// Copyright (c) 2026 The pintan Developers

//! TAN method catalog, built from `HITANS` declarations in the BPD

use alloc::{
    collections::BTreeMap,
    string::{String, ToString},
    vec::Vec,
};

use pintan_proto::{
    prelude::*,
    query::{BPD_SECFUNC, BPD_TAN2STEP_GROUP, BPD_TAN2STEP_PAR},
};

/// Attribute holding the segment version a method was declared in
pub const ATTR_SEGVERSION: &str = "segversion";

/// Prefix of per-method parameter groups within `ParTAN2Step`
const METHOD_GROUP_PREFIX: &str = "TAN2StepParams";

/// Two-step TAN method announced by the bank
#[derive(Clone, PartialEq, Eq, Debug)]
pub struct TanMethod {
    /// Security function code (`912`)
    pub id: String,
    /// Version of the `HITANS` segment declaring this method
    pub seg_version: u32,
    /// Method attributes keyed by field name
    pub attrs: Data,
}

impl TanMethod {
    pub fn new(id: &str, seg_version: u32) -> Self {
        let mut attrs = Data::new();
        attrs.set(ATTR_SEGVERSION, seg_version.to_string());

        Self {
            id: id.to_string(),
            seg_version,
            attrs,
        }
    }

    pub fn with_attr(mut self, name: &str, value: &str) -> Self {
        self.attrs.set(name, value);
        self
    }

    /// Fetch a method attribute
    pub fn attr(&self, name: &str) -> Option<&str> {
        self.attrs.get(name)
    }

    /// Display name
    pub fn name(&self) -> &str {
        self.attr("name").unwrap_or_default()
    }

    /// Input hint shown when requesting the TAN
    pub fn input_info(&self) -> &str {
        self.attr("inputinfo").unwrap_or_default()
    }

    pub fn variant(&self) -> ProcessVariant {
        ProcessVariant::from_attr(self.attr("process"))
    }

    /// Order account must be provided where the business task has one
    pub fn needs_order_account(&self) -> bool {
        self.attr("needorderaccount") == Some("2")
    }

    /// Challenge class and parameters must be provided (process variant 1)
    pub fn needs_challenge_class(&self) -> bool {
        self.attr("needchallengeklass") == Some("J")
    }

    /// TAN media name required, more than one medium active
    pub fn tan_media_required(&self) -> bool {
        self.attr("needtanmedia") == Some("2")
    }
}

/// Methods announced by the bank, keyed by security function
#[derive(Clone, PartialEq, Eq, Debug, Default)]
pub struct MethodCatalog {
    methods: BTreeMap<String, TanMethod>,
}

/// Extract the `HITANS` segment version from a declaration path of the form
/// `Params_x.TAN2StepParV.ParTAN2Step.TAN2StepParamsV_y.secfunc`
fn declaration_version(parts: &[&str]) -> Option<u32> {
    match parts {
        [params, par, group, entry, field]
            if params.starts_with("Params")
                && *group == BPD_TAN2STEP_GROUP
                && entry.starts_with(METHOD_GROUP_PREFIX)
                && *field == BPD_SECFUNC =>
        {
            let v = par.strip_prefix(BPD_TAN2STEP_PAR)?;
            v.split('_').next()?.parse().ok()
        }
        _ => None,
    }
}

impl MethodCatalog {
    pub fn new() -> Self {
        Self::default()
    }

    /// Rebuild the catalog from bank parameter data, skipping declarations
    /// above `max_version` and keeping the highest segment version per method
    pub fn refresh(&mut self, bpd: &Data, max_version: Option<u32>) {
        self.methods.clear();

        for (key, secfunc) in bpd.iter() {
            let parts: Vec<&str> = key.split('.').collect();

            let version = match declaration_version(&parts) {
                Some(v) => v,
                None => continue,
            };

            if let Some(max) = max_version {
                if version > max {
                    #[cfg(feature = "log")]
                    log::debug!(
                        "skipping TAN method {} (HITANS{} above limit {})",
                        secfunc,
                        version,
                        max
                    );
                    continue;
                }
            }

            if let Some(prior) = self.methods.get(secfunc) {
                if prior.seg_version > version {
                    #[cfg(feature = "log")]
                    log::debug!(
                        "keeping TAN method {} from HITANS{}, ignoring HITANS{}",
                        secfunc,
                        prior.seg_version,
                        version
                    );
                    continue;
                }
            }

            // Attributes are the leaf fields below the method group
            let header = parts[..4].join(".");
            let mut method = TanMethod::new(secfunc, version);
            for (k, v) in bpd.below(&header) {
                if let Some(name) = k.rsplit('.').next() {
                    method.attrs.set(name, v);
                }
            }
            method.attrs.set(ATTR_SEGVERSION, version.to_string());

            #[cfg(feature = "log")]
            log::debug!(
                "found TAN method {} ({}) in HITANS{}",
                secfunc,
                method.name(),
                version
            );

            self.methods.insert(secfunc.to_string(), method);
        }
    }

    /// Add or replace a single method
    pub fn insert(&mut self, method: TanMethod) {
        self.methods.insert(method.id.clone(), method);
    }

    pub fn get(&self, id: &str) -> Option<&TanMethod> {
        self.methods.get(id)
    }

    pub fn contains(&self, id: &str) -> bool {
        self.methods.contains_key(id)
    }

    /// Iterate over methods in identifier order
    pub fn iter(&self) -> impl Iterator<Item = &TanMethod> {
        self.methods.values()
    }

    /// Method identifiers in sorted order
    pub fn ids(&self) -> impl Iterator<Item = &str> {
        self.methods.keys().map(|k| k.as_str())
    }

    pub fn len(&self) -> usize {
        self.methods.len()
    }

    pub fn is_empty(&self) -> bool {
        self.methods.is_empty()
    }

    pub fn clear(&mut self) {
        self.methods.clear()
    }
}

▶ **TASK DETAILS**:
Read the listing. Copy each line that has the word "ProcessVariant" in it.

▶ **RESULT OF THIS TASK**:
    pub fn variant(&self) -> ProcessVariant {
        ProcessVariant::from_attr(self.attr("process"))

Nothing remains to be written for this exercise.